Create an alias for the upload_policy
container.
alias scone="docker run -it --rm \
-v \"$HOME/.docker/config.json:/root/.docker/config.json\" \
-v \"\$PWD:/root\" \
-v \"\$PWD:/values\" \
registry.scontain.com:5050/sconecuratedimages/experimental:upload-policy "
upload_policy
comes with the templates for sconeapps preloaded. Assuming that you've created the alias above, use the following command to use the default policy for Tensorflow.

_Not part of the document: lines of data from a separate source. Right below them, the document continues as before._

//! Source profiles: which collection backs a source and how its data is
//! described in the output envelope.
//!
//! Known providers have dedicated profiles. Any other source name resolves
//! to a generic profile over the default collection.

use std::collections::HashMap;
use std::fs;
use std::path::Path;

use serde::{Deserialize, Serialize};

/// Collection queried for unknown sources and for ticker lookups.
pub const DEFAULT_COLLECTION: &str = "news_articles";
/// Dataset type reported when a profile does not name one.
pub const DEFAULT_DATASET_TYPE: &str = "News data";
/// Dataset id reported for sources without a registered profile.
pub const GENERIC_DATASET_ID: &str = "0";

/// NewsAPI.org articles live in their own collection.
pub const NEWS_API_ORG: &str = "news_api_org";

/// Errors loading source profiles from disk.
#[derive(Debug, thiserror::Error)]
pub enum SourceConfigError {
    #[error("Failed to read sources file '{path}': {source}")]
    Read {
        path: String,
        source: std::io::Error,
    },
    #[error("Invalid sources file '{path}': {source}")]
    Parse {
        path: String,
        source: toml::de::Error,
    },
}

/// Dataset metadata and backing collection for one source.
#[derive(Debug, Clone, PartialEq, Eq, Serialize, Deserialize)]
pub struct SourceProfile {
    /// Source name as it appears in request paths.
    pub name: String,
    pub collection: String,
    #[serde(default = "default_dataset_type")]
    pub dataset_type: String,
    pub dataset_id: String,
}

fn default_dataset_type() -> String {
    DEFAULT_DATASET_TYPE.to_string()
}

impl SourceProfile {
    pub fn new(
        name: impl Into<String>,
        collection: impl Into<String>,
        dataset_type: impl Into<String>,
        dataset_id: impl Into<String>,
    ) -> Self {
        Self {
            name: name.into(),
            collection: collection.into(),
            dataset_type: dataset_type.into(),
            dataset_id: dataset_id.into(),
        }
    }
}

#[derive(Debug, Deserialize)]
struct SourcesFile {
    #[serde(default, rename = "source")]
    sources: Vec<SourceProfile>,
}

/// Lookup table from source name to profile.
#[derive(Debug, Clone)]
pub struct SourceRegistry {
    default_collection: String,
    profiles: HashMap<String, SourceProfile>,
}

impl Default for SourceRegistry {
    fn default() -> Self {
        Self::with_builtin(DEFAULT_COLLECTION)
    }
}

impl SourceRegistry {
    /// Registry with no known sources; everything resolves generically.
    pub fn empty(default_collection: impl Into<String>) -> Self {
        Self {
            default_collection: default_collection.into(),
            profiles: HashMap::new(),
        }
    }

    /// Registry with the built-in provider profiles.
    pub fn with_builtin(default_collection: impl Into<String>) -> Self {
        let mut registry = Self::empty(default_collection);
        registry.register(SourceProfile::new(
            NEWS_API_ORG,
            "news_api",
            DEFAULT_DATASET_TYPE,
            "1",
        ));
        registry
    }

    /// Add or replace a profile.
    pub fn register(&mut self, profile: SourceProfile) {
        self.profiles.insert(profile.name.clone(), profile);
    }

    /// Register every `[[source]]` entry of a TOML file.
    pub fn load_file(&mut self, path: &Path) -> Result<usize, SourceConfigError> {
        let content = fs::read_to_string(path).map_err(|source| SourceConfigError::Read {
            path: path.display().to_string(),
            source,
        })?;
        let file: SourcesFile =
            toml::from_str(&content).map_err(|source| SourceConfigError::Parse {
                path: path.display().to_string(),
                source,
            })?;

        let count = file.sources.len();
        for profile in file.sources {
            tracing::info!(
                "Registered source '{}' -> collection '{}'",
                profile.name,
                profile.collection
            );
            self.register(profile);
        }
        Ok(count)
    }

    pub fn default_collection(&self) -> &str {
        &self.default_collection
    }

    /// Whether `name` has a dedicated profile.
    pub fn is_known(&self, name: &str) -> bool {
        self.profiles.contains_key(name)
    }

    /// Profile for `name`, falling back to a generic one over the default collection.
    pub fn resolve(&self, name: &str) -> SourceProfile {
        self.profiles.get(name).cloned().unwrap_or_else(|| {
            SourceProfile::new(
                name,
                self.default_collection.clone(),
                DEFAULT_DATASET_TYPE,
                GENERIC_DATASET_ID,
            )
        })
    }

    /// Known source names, sorted.
    pub fn names(&self) -> Vec<&str> {
        let mut names: Vec<&str> = self.profiles.keys().map(String::as_str).collect();
        names.sort_unstable();
        names
    }
}
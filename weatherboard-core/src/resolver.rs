//! Resolves a free-text place query into one [`ResolvedPlace`].

use tracing::{debug, info};

use crate::{
    error::ResolutionError,
    geocoder::Geocoder,
    model::{Coordinates, PlaceQuery, PlaceSource, ResolvedPlace},
};

/// Queries shorter than this (after trimming, in characters) are never sent out.
pub const MIN_QUERY_CHARS: usize = 2;

#[derive(Debug)]
pub struct LocationResolver {
    geocoder: Box<dyn Geocoder>,
}

impl LocationResolver {
    pub fn new(geocoder: Box<dyn Geocoder>) -> Self {
        Self { geocoder }
    }

    /// `Ok(None)` means nothing matched; errors are transport or data failures.
    ///
    /// The first candidate wins. There is no ranking and no retry.
    pub async fn resolve(
        &self,
        query: &PlaceQuery,
    ) -> Result<Option<ResolvedPlace>, ResolutionError> {
        let text = query.text.trim();
        if text.chars().count() < MIN_QUERY_CHARS {
            debug!(query = text, "query too short, not searching");
            return Ok(None);
        }

        let candidates = self.geocoder.search(text, query.country.as_ref()).await?;
        debug!(query = text, count = candidates.len(), "geocoder answered");

        let Some(first) = candidates.into_iter().next() else {
            info!(query = text, country = ?query.country, "no place found");
            return Ok(None);
        };

        if first.name.trim().is_empty() {
            return Err(ResolutionError::InvalidCandidate {
                name: first.name,
                reason: "empty name".to_string(),
            });
        }

        let coordinates = Coordinates::new(first.latitude, first.longitude).map_err(|e| {
            ResolutionError::InvalidCandidate {
                name: first.name.clone(),
                reason: e.to_string(),
            }
        })?;

        let place = ResolvedPlace {
            name: first.name,
            country: first.country,
            coordinates,
            source: PlaceSource::Geocode,
        };
        info!(
            place = %place.display_name(),
            lat = place.latitude(),
            lon = place.longitude(),
            "place resolved"
        );
        Ok(Some(place))
    }
}

#[cfg(test)]
pub(crate) mod tests {
    use super::*;
    use crate::{
        error::SourceError,
        model::{CountryCode, PlaceCandidate},
    };
    use async_trait::async_trait;
    use std::sync::{Arc, Mutex};

    /// Geocoder double that records calls and answers from a fixed list.
    #[derive(Debug, Clone, Default)]
    pub(crate) struct StubGeocoder {
        pub candidates: Vec<PlaceCandidate>,
        pub fail: bool,
        pub calls: Arc<Mutex<Vec<(String, Option<String>)>>>,
    }

    impl StubGeocoder {
        pub(crate) fn with(candidates: Vec<PlaceCandidate>) -> Self {
            Self {
                candidates,
                ..Self::default()
            }
        }

        pub(crate) fn failing() -> Self {
            Self {
                fail: true,
                ..Self::default()
            }
        }

        pub(crate) fn call_count(&self) -> usize {
            self.calls.lock().unwrap().len()
        }
    }

    #[async_trait]
    impl Geocoder for StubGeocoder {
        async fn search(
            &self,
            text: &str,
            country: Option<&CountryCode>,
        ) -> Result<Vec<PlaceCandidate>, SourceError> {
            self.calls
                .lock()
                .unwrap()
                .push((text.to_string(), country.map(|c| c.to_string())));
            if self.fail {
                return Err(SourceError::Status {
                    service: "stub",
                    status: 503,
                    body: "down".into(),
                });
            }
            Ok(self.candidates.clone())
        }
    }

    pub(crate) fn candidate(name: &str, country: &str, lat: f64, lon: f64) -> PlaceCandidate {
        PlaceCandidate {
            name: name.into(),
            country: country.into(),
            latitude: lat,
            longitude: lon,
        }
    }

    #[tokio::test]
    async fn short_queries_never_reach_the_geocoder() {
        let geocoder = StubGeocoder::with(vec![candidate("Paris", "France", 48.85, 2.35)]);
        let resolver = LocationResolver::new(Box::new(geocoder.clone()));

        for text in ["", " ", "P", "  é  "] {
            let result = resolver.resolve(&PlaceQuery::new(text)).await.expect("no error");
            assert!(result.is_none(), "'{text}' should be not found");
        }
        assert_eq!(geocoder.call_count(), 0);
    }

    #[tokio::test]
    async fn first_candidate_wins() {
        let geocoder = StubGeocoder::with(vec![
            candidate("Paris", "France", 48.85, 2.35),
            candidate("Paris", "United States", 33.66, -95.55),
        ]);
        let resolver = LocationResolver::new(Box::new(geocoder));

        let place = resolver
            .resolve(&PlaceQuery::new("Paris"))
            .await
            .expect("no error")
            .expect("found");

        assert_eq!(place.display_name(), "Paris, France");
        assert_eq!(place.source, PlaceSource::Geocode);
    }

    #[tokio::test]
    async fn trimmed_text_and_country_are_forwarded() {
        let geocoder = StubGeocoder::with(vec![candidate("Osaka", "Japan", 34.69, 135.50)]);
        let resolver = LocationResolver::new(Box::new(geocoder.clone()));

        let query = PlaceQuery::new("  Osaka ").in_country(CountryCode::try_from("jp").unwrap());
        resolver.resolve(&query).await.expect("no error");

        let calls = geocoder.calls.lock().unwrap();
        assert_eq!(calls.as_slice(), &[("Osaka".to_string(), Some("JP".to_string()))]);
    }

    #[tokio::test]
    async fn no_candidates_is_not_found() {
        let resolver = LocationResolver::new(Box::new(StubGeocoder::default()));

        let result = resolver.resolve(&PlaceQuery::new("Xyzzyville")).await.expect("no error");
        assert!(result.is_none());
    }

    #[tokio::test]
    async fn transport_failure_is_distinct_from_not_found() {
        let resolver = LocationResolver::new(Box::new(StubGeocoder::failing()));

        let err = resolver.resolve(&PlaceQuery::new("Paris")).await.unwrap_err();
        assert!(matches!(err, ResolutionError::Source(_)));
    }

    #[tokio::test]
    async fn out_of_range_first_candidate_is_an_error() {
        let geocoder = StubGeocoder::with(vec![
            candidate("Broken", "Nowhere", 123.0, 2.35),
            candidate("Paris", "France", 48.85, 2.35),
        ]);
        let resolver = LocationResolver::new(Box::new(geocoder));

        let err = resolver.resolve(&PlaceQuery::new("Broken")).await.unwrap_err();
        assert!(matches!(err, ResolutionError::InvalidCandidate { .. }));
    }
}
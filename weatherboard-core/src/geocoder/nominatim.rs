use async_trait::async_trait;
use reqwest::Client;
use serde::Deserialize;

use crate::{
    error::SourceError,
    geocoder::CANDIDATE_LIMIT,
    http::get_json,
    model::{CountryCode, PlaceCandidate},
};

use super::Geocoder;

pub const NOMINATIM_URL: &str = "https://nominatim.openstreetmap.org/search";
const SERVICE: &str = "nominatim";

/// OpenStreetMap Nominatim search. Free, no API key, but a User-Agent is required.
#[derive(Debug, Clone)]
pub struct NominatimGeocoder {
    http: Client,
    base_url: String,
}

impl NominatimGeocoder {
    pub fn new(http: Client, base_url: impl Into<String>) -> Self {
        Self {
            http,
            base_url: base_url.into(),
        }
    }
}

#[derive(Debug, Deserialize)]
struct NmPlace {
    display_name: String,
    lat: String,
    lon: String,
    #[serde(default)]
    address: Option<NmAddress>,
}

#[derive(Debug, Deserialize)]
struct NmAddress {
    country: Option<String>,
}

impl NmPlace {
    fn into_candidate(self) -> Result<PlaceCandidate, SourceError> {
        let latitude = self.lat.trim().parse::<f64>().map_err(|_| {
            SourceError::malformed(SERVICE, format!("unparseable latitude '{}'", self.lat))
        })?;
        let longitude = self.lon.trim().parse::<f64>().map_err(|_| {
            SourceError::malformed(SERVICE, format!("unparseable longitude '{}'", self.lon))
        })?;

        // "Paris, Île-de-France, France métropolitaine, France" -> "Paris"
        let name = self
            .display_name
            .split(',')
            .next()
            .unwrap_or_default()
            .trim()
            .to_string();

        let country = self.address.and_then(|a| a.country).unwrap_or_default();

        Ok(PlaceCandidate {
            name,
            country,
            latitude,
            longitude,
        })
    }
}

#[async_trait]
impl Geocoder for NominatimGeocoder {
    async fn search(
        &self,
        text: &str,
        country: Option<&CountryCode>,
    ) -> Result<Vec<PlaceCandidate>, SourceError> {
        let limit = CANDIDATE_LIMIT.to_string();
        let mut query = vec![
            ("format", "json".to_string()),
            ("addressdetails", "1".to_string()),
            ("limit", limit),
            ("q", text.to_string()),
        ];
        if let Some(cc) = country {
            query.push(("countrycodes", cc.as_str().to_ascii_lowercase()));
        }

        let places: Vec<NmPlace> = get_json(&self.http, SERVICE, &self.base_url, &query).await?;

        collect_candidates(places)
    }
}

/// The first hit must parse since it is the one the resolver uses. Later hits
/// that don't parse are dropped.
fn collect_candidates(places: Vec<NmPlace>) -> Result<Vec<PlaceCandidate>, SourceError> {
    let mut candidates = Vec::with_capacity(places.len());
    for (index, place) in places.into_iter().enumerate() {
        match place.into_candidate() {
            Ok(candidate) => candidates.push(candidate),
            Err(e) if index == 0 => return Err(e),
            Err(e) => tracing::warn!(index, error = %e, "skipping unparseable nominatim result"),
        }
    }
    Ok(candidates)
}
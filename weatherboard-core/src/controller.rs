//! Wires user triggers to resolution, fetching, projection and rendering.
//!
//! Overlapping triggers are not locked out. Each cycle takes a ticket from a
//! counter, and a cycle whose ticket is no longer the newest after an await
//! renders nothing.

use anyhow::{Context, Result};
use chrono::{DateTime, Utc};
use std::sync::atomic::{AtomicU64, Ordering};
use tracing::{debug, error, warn};

use crate::{
    Config,
    error::ErrorKind,
    forecast::{ForecastSource, OpenMeteoForecast},
    geocoder::{GeocoderId, geocoder_from_config},
    http::build_client,
    locate::{DeviceLocator, FixedDevice, IpApiLocator, LocalLocationStrategy, NoDevice},
    model::{PlaceQuery, ResolvedPlace},
    projector::project,
    render::Renderer,
    resolver::LocationResolver,
};

/// How a trigger ended. Failures have already been shown by the renderer.
#[derive(Debug, Clone, PartialEq)]
pub enum Outcome {
    Rendered(ResolvedPlace),
    NotFound,
    Failed(ErrorKind),
    /// A newer trigger started while this one was in flight; nothing was rendered.
    Superseded,
}

type Clock = Box<dyn Fn() -> DateTime<Utc> + Send + Sync>;

pub struct DashboardController<R: Renderer> {
    resolver: LocationResolver,
    forecast: Box<dyn ForecastSource>,
    local: LocalLocationStrategy,
    renderer: R,
    clock: Clock,
    generation: AtomicU64,
}

impl<R: Renderer> DashboardController<R> {
    pub fn new(
        resolver: LocationResolver,
        forecast: Box<dyn ForecastSource>,
        local: LocalLocationStrategy,
        renderer: R,
    ) -> Self {
        Self {
            resolver,
            forecast,
            local,
            renderer,
            clock: Box::new(Utc::now),
            generation: AtomicU64::new(0),
        }
    }

    /// Build the production wiring: shared HTTP client, configured geocoder,
    /// Open-Meteo forecasts and the device/IP strategy.
    pub fn from_config(config: &Config, geocoder: Option<GeocoderId>, renderer: R) -> Result<Self> {
        let http = build_client(config.user_agent(), config.request_timeout())
            .context("Failed to build HTTP client")?;

        let geocoder_id = match geocoder {
            Some(id) => id,
            None => config.default_geocoder_id()?,
        };
        debug!(geocoder = %geocoder_id, "wiring dashboard");

        let resolver = LocationResolver::new(geocoder_from_config(geocoder_id, config, http.clone()));
        let forecast = OpenMeteoForecast::new(http.clone(), config.endpoints.forecast.clone());

        let device: Box<dyn DeviceLocator> = match config.device_position {
            Some(position) => Box::new(FixedDevice(position)),
            None => Box::new(NoDevice),
        };
        let ip = IpApiLocator::new(http, config.endpoints.ip_location.clone());
        let local = LocalLocationStrategy::new(device, Box::new(ip))
            .with_wait(config.location_timeout());

        Ok(Self::new(resolver, Box::new(forecast), local, renderer))
    }

    pub fn with_clock(mut self, clock: impl Fn() -> DateTime<Utc> + Send + Sync + 'static) -> Self {
        self.clock = Box::new(clock);
        self
    }

    pub fn renderer(&self) -> &R {
        &self.renderer
    }

    /// Search for a place by name and show its forecast.
    pub async fn search(&self, query: &PlaceQuery) -> Outcome {
        let ticket = self.begin();
        let outcome = self.search_cycle(ticket, query).await;
        self.finish(ticket);
        outcome
    }

    /// Locate the user (device, then IP) and show the local forecast.
    pub async fn load_local(&self) -> Outcome {
        let ticket = self.begin();
        let outcome = self.local_cycle(ticket).await;
        self.finish(ticket);
        outcome
    }

    async fn search_cycle(&self, ticket: u64, query: &PlaceQuery) -> Outcome {
        let resolved = self.resolver.resolve(query).await;
        if self.is_stale(ticket) {
            return Outcome::Superseded;
        }

        match resolved {
            Ok(Some(place)) => self.forecast_cycle(ticket, place).await,
            Ok(None) => {
                self.renderer.show_not_found(query.text.trim());
                Outcome::NotFound
            }
            Err(e) => {
                warn!(error = %e, query = %query.text, "place resolution failed");
                self.fail(ErrorKind::from(&e))
            }
        }
    }

    async fn local_cycle(&self, ticket: u64) -> Outcome {
        let located = self.local.locate().await;
        if self.is_stale(ticket) {
            return Outcome::Superseded;
        }

        match located {
            Ok(place) => self.forecast_cycle(ticket, place).await,
            Err(e) => {
                error!(error = %e, "local location failed");
                self.fail(ErrorKind::from(&e))
            }
        }
    }

    async fn forecast_cycle(&self, ticket: u64, place: ResolvedPlace) -> Outcome {
        let fetched = self.forecast.fetch(place.coordinates).await;
        if self.is_stale(ticket) {
            return Outcome::Superseded;
        }

        let payload = match fetched {
            Ok(payload) => payload,
            Err(e) => {
                error!(error = %e, place = %place.display_name(), "forecast fetch failed");
                return self.fail(ErrorKind::from(&e));
            }
        };

        // All views are built before the first one is shown.
        let views = project(&payload, (self.clock)());
        self.renderer.show_current(&place, &views.current);
        self.renderer.show_hourly(&views.hourly);
        self.renderer.show_daily(&views.daily);

        Outcome::Rendered(place)
    }

    fn fail(&self, kind: ErrorKind) -> Outcome {
        self.renderer.show_error(kind);
        Outcome::Failed(kind)
    }

    fn begin(&self) -> u64 {
        let ticket = self.generation.fetch_add(1, Ordering::SeqCst) + 1;
        self.renderer.set_loading(true);
        ticket
    }

    fn finish(&self, ticket: u64) {
        if !self.is_stale(ticket) {
            self.renderer.set_loading(false);
        }
    }

    fn is_stale(&self, ticket: u64) -> bool {
        let stale = self.generation.load(Ordering::SeqCst) != ticket;
        if stale {
            debug!(ticket, "cycle superseded by a newer request");
        }
        stale
    }
}
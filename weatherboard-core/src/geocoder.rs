use async_trait::async_trait;
use reqwest::Client;
use std::{convert::TryFrom, fmt::Debug};

use crate::{
    Config,
    error::SourceError,
    geocoder::{nominatim::NominatimGeocoder, open_meteo::OpenMeteoGeocoder},
    model::{CountryCode, PlaceCandidate},
};

pub mod nominatim;
pub mod open_meteo;

/// How many candidates to ask for; only the first is used, the rest are logged.
pub(crate) const CANDIDATE_LIMIT: usize = 5;

#[derive(Debug, Clone, Copy, PartialEq, Eq, Hash)]
pub enum GeocoderId {
    Nominatim,
    OpenMeteo,
}

impl GeocoderId {
    pub fn as_str(&self) -> &'static str {
        match self {
            GeocoderId::Nominatim => "nominatim",
            GeocoderId::OpenMeteo => "open-meteo",
        }
    }

    pub const fn all() -> &'static [GeocoderId] {
        &[GeocoderId::Nominatim, GeocoderId::OpenMeteo]
    }
}

impl std::fmt::Display for GeocoderId {
    fn fmt(&self, f: &mut std::fmt::Formatter<'_>) -> std::fmt::Result {
        f.write_str(self.as_str())
    }
}

impl TryFrom<&str> for GeocoderId {
    type Error = anyhow::Error;

    fn try_from(value: &str) -> Result<Self, Self::Error> {
        let lower = value.to_lowercase();

        match lower.as_str() {
            "nominatim" => Ok(GeocoderId::Nominatim),
            "open-meteo" | "openmeteo" => Ok(GeocoderId::OpenMeteo),
            _ => Err(anyhow::anyhow!(
                "Unknown geocoder '{value}'. Supported geocoders: nominatim, open-meteo."
            )),
        }
    }
}

/// Free-text place search. Candidates come back in the service's own order.
#[async_trait]
pub trait Geocoder: Send + Sync + Debug {
    async fn search(
        &self,
        text: &str,
        country: Option<&CountryCode>,
    ) -> Result<Vec<PlaceCandidate>, SourceError>;
}

/// Construct a geocoder from config and explicit GeocoderId.
pub fn geocoder_from_config(id: GeocoderId, config: &Config, http: Client) -> Box<dyn Geocoder> {
    match id {
        GeocoderId::Nominatim => Box::new(NominatimGeocoder::new(
            http,
            config.endpoints.nominatim.clone(),
        )),
        GeocoderId::OpenMeteo => Box::new(OpenMeteoGeocoder::new(
            http,
            config.endpoints.open_meteo_geocoding.clone(),
        )),
    }
}

/// Construct the default geocoder from config, using `default_geocoder` field.
pub fn default_geocoder_from_config(
    config: &Config,
    http: Client,
) -> anyhow::Result<Box<dyn Geocoder>> {
    let id = config.default_geocoder_id()?;
    Ok(geocoder_from_config(id, config, http))
}
//! Binary crate for the `weatherboard` command-line dashboard.
//!
//! This crate focuses on:
//! - Parsing CLI arguments
//! - Interactive configuration and country pickers
//! - Rendering the dashboard views in the terminal

use clap::Parser;
use std::process::ExitCode;
use tracing_subscriber::{layer::SubscriberExt, util::SubscriberInitExt};

mod cli;
mod prompt;
mod render;

#[tokio::main]
async fn main() -> anyhow::Result<ExitCode> {
    // Logs go to stderr so they never interleave with the rendered views.
    tracing_subscriber::registry()
        .with(
            tracing_subscriber::EnvFilter::try_from_default_env()
                .unwrap_or_else(|_| "warn".into()),
        )
        .with(tracing_subscriber::fmt::layer().with_writer(std::io::stderr))
        .init();

    let cmd = cli::Cli::parse();
    cmd.run().await
}
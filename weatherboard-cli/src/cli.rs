use anyhow::Context;
use clap::{Parser, Subcommand};
use std::process::ExitCode;

use weatherboard_core::{
    Config, CountryCode, DashboardController, GeocoderId, Outcome, PlaceQuery, RegionCatalog,
};

use crate::{prompt, render::TerminalRenderer};

/// Top-level CLI struct.
#[derive(Debug, Parser)]
#[command(name = "weatherboard", version, about = "Terminal weather dashboard")]
pub struct Cli {
    #[command(subcommand)]
    pub command: Command,
}

#[derive(Debug, Subcommand)]
pub enum Command {
    /// Pick the default geocoder, default country and an optional fixed device position.
    Configure,

    /// Show the forecast for a place.
    Show {
        /// Place name, e.g. "Paris" or "New York".
        #[arg(required = true, num_args = 1..)]
        place: Vec<String>,

        /// Restrict the search to one country (ISO code, e.g. FR).
        #[arg(long, conflicts_with = "pick_country")]
        country: Option<String>,

        /// Choose the country interactively from the region list.
        #[arg(long)]
        pick_country: bool,

        /// Geocoder to use instead of the configured default.
        #[arg(long)]
        geocoder: Option<String>,
    },

    /// Show the forecast for where you are (device position, else IP lookup).
    Local,

    /// List the continents and countries offered by the pickers.
    Regions,
}

impl Cli {
    pub async fn run(self) -> anyhow::Result<ExitCode> {
        self.run_with(Config::load).await
    }

    /// Only the commands that need the config call `load_config`.
    async fn run_with(
        self,
        load_config: impl FnOnce() -> anyhow::Result<Config>,
    ) -> anyhow::Result<ExitCode> {
        let catalog = RegionCatalog::builtin()?;

        match self.command {
            Command::Configure => {
                configure(load_config()?, &catalog)?;
                Ok(ExitCode::SUCCESS)
            }
            Command::Show {
                place,
                country,
                pick_country,
                geocoder,
            } => {
                let config = load_config()?;
                let geocoder = geocoder
                    .as_deref()
                    .map(GeocoderId::try_from)
                    .transpose()?;

                let country = if let Some(code) = country {
                    Some(CountryCode::try_from(code.as_str())?)
                } else if pick_country {
                    Some(prompt::pick_country(&catalog)?)
                } else {
                    config.default_country_code()?
                };

                let mut query = PlaceQuery::new(place.join(" "));
                if let Some(cc) = country {
                    query = query.in_country(cc);
                }

                let dashboard = DashboardController::from_config(
                    &config,
                    geocoder,
                    TerminalRenderer::stdout(),
                )?;
                Ok(exit_code(dashboard.search(&query).await))
            }
            Command::Local => {
                let config = load_config()?;
                let dashboard =
                    DashboardController::from_config(&config, None, TerminalRenderer::stdout())?;
                Ok(exit_code(dashboard.load_local().await))
            }
            Command::Regions => {
                for continent in &catalog.continents {
                    println!("{}", continent.name);
                    for country in &continent.countries {
                        println!("  {}  {}", country.code, country.name);
                    }
                }
                Ok(ExitCode::SUCCESS)
            }
        }
    }
}

fn configure(mut config: Config, catalog: &RegionCatalog) -> anyhow::Result<()> {
    let geocoder = prompt::pick_geocoder(config.default_geocoder_id().ok())?;
    config.set_default_geocoder(geocoder);

    let country = prompt::maybe_pick_country(catalog)?;
    config.set_default_country(country);

    config.device_position = prompt::maybe_device_position(config.device_position)?;

    config.save().context("Failed to save configuration")?;
    println!("Saved configuration to {}", Config::config_file_path()?.display());

    Ok(())
}

fn exit_code(outcome: Outcome) -> ExitCode {
    match outcome {
        Outcome::Rendered(_) => ExitCode::SUCCESS,
        Outcome::NotFound | Outcome::Failed(_) | Outcome::Superseded => ExitCode::FAILURE,
    }
}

scone upload_policy templates/tensorflow
If everything went well, upload_policy
created the tensorflow_chart_values.yml
file in your current directory.
In case you want to not use the default policy maintained by Scontain, you can upload a custom policy. See scone upload_policy --help
for more information. It will always generate the chart values with the CAS address (SCONE_CAS_ADDR var) and SCONE_CONFIG_ID for remote attestation pointing to the policies created.
Install the chart
Add the sconeapps repo
If you haven't yet, please add sconeapps repo to Helm.
Install the chart
Use Helm to run Tensorflow on your cluster. We are deploying a Helm release called my-tensorflow
, with default parameters (i.e., a simple model training):
# Using the tensorflow_chart_values.yml file generated by the upload_policy command
helm install my-tensorflow sconeapps/tensorflow -f tensorflow_chart_values.yml
Have a look at the Parameters section for a complete list of parameters this chart supports.
SGX device
By default, this helm chart uses the SCONE SGX Plugin. Hence, it sets the resource limits of CAS as follows:
resources:
limits:
sgx.intel.com/enclave: 1
Alternatively, set useSGXDevPlugin
to azure
(e.g., --useSGXDevPlugin=azure
) to support Azure's SGX Device Plugin. Since Azure requires the amount of EPC memory allocated to your application to be specified, the parameter sgxEpcMem
(SGX EPC memory in MiB) becomes required too (e.g., --set useSGXDevPlugin=azure --set sgxEpcMem=16
).
In case you do not want to use the SGX plugin, you can remove the resource limit and explicitly mount the local SGX device into your container by setting:
extraVolumes:
- name: dev-isgx
hostPath:
path: /dev/isgx
extraVolumeMounts:
- name: dev-isgx
path: /dev/isgx
Please note that mounting the local SGX device into your container requires privileged mode, which will grant your container access to ALL host devices. To enable privileged mode, set securityContext
:
securityContext:
privileged: true
Before you begin
Attestation
This chart does not submit any sessions to a CAS, so you have to do it beforehand. If you need to pass remote attestation information to your container, use the upload_policy container. It will add information such as SCONE_CONFIG_ID
and SCONE_CAS_ADDR
, using the extraEnv
parameter on values.yaml
.
Data output and external volumes
If your workload produces any output artifacts that need to be saved before the container is gone, consider having an auxiliary task uploading it to somewhere after the main task is finished.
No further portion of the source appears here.